The day before had been one of those warm, midsummer days, beginning with a clear sky and a strong south wind. By noon heavy white clouds that looked like heaps of down floated slowly overhead.

[Illustration: The weather vane.]

The weather vane, which in the morning had pointed to the south, turned from side to side, as though uncertain which direction it liked best. Toward afternoon it seemed to settle the question in favor of the east.

The clouds did not rise higher and become thinner and more scattered, as such clouds do if the weather is fair. They kept their white, billowy edges, and rested heavily on straight bands of dull gray.

When the sun set, the scroll—like edges of the clouds were tinged with gold and rose color, but under the glittering fringe remained the solid banks of gray and misty purple.

The thermometer had been high all day, for it was very warm. The barometer had slowly but surely fallen.

Then, too, the Weather Report, just received, told of a storm that had started in the southwestern part of the country and was moving northeast. Uncle Robert had said, at the rate it was traveling, it might reach them some time the next day.

And now it was raining in a quiet, steady way.

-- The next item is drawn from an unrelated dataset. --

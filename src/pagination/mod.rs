mod config;
mod iterator;

pub use config::{DEFAULT_PAGE_LIMIT, PaginationConfig};
pub use iterator::OffsetCursor;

The clouds had lost their billowy whiteness. They were one dull, heavy, unbroken mass of gray. The wind blew steadily from the southeast.

A rainy day was before them.

"The very thing we need," said Mr. Leonard. "The corn is just ready for it, and the pastures are beginning to look pretty dry."

"Let's go fishing, Don," said Frank. "I'll go and dig some worms while you get the lines ready."

"Say we do," said Donald, starting off at once.

"Do you want some company, boys?" asked Uncle Robert, smiling.

"You bet-ter believe!" said Donald, catching himself just in time.

"Hurrah for the rainy day!" cried Frank as he pulled on his rubber boots and coat and went out to dig the worms.

"Shall we take the boat?" asked Uncle Robert.

"Oh, yes," said Donald. "I'll get the oars."

"We'll have fish for dinner to-day, mother," said Frank.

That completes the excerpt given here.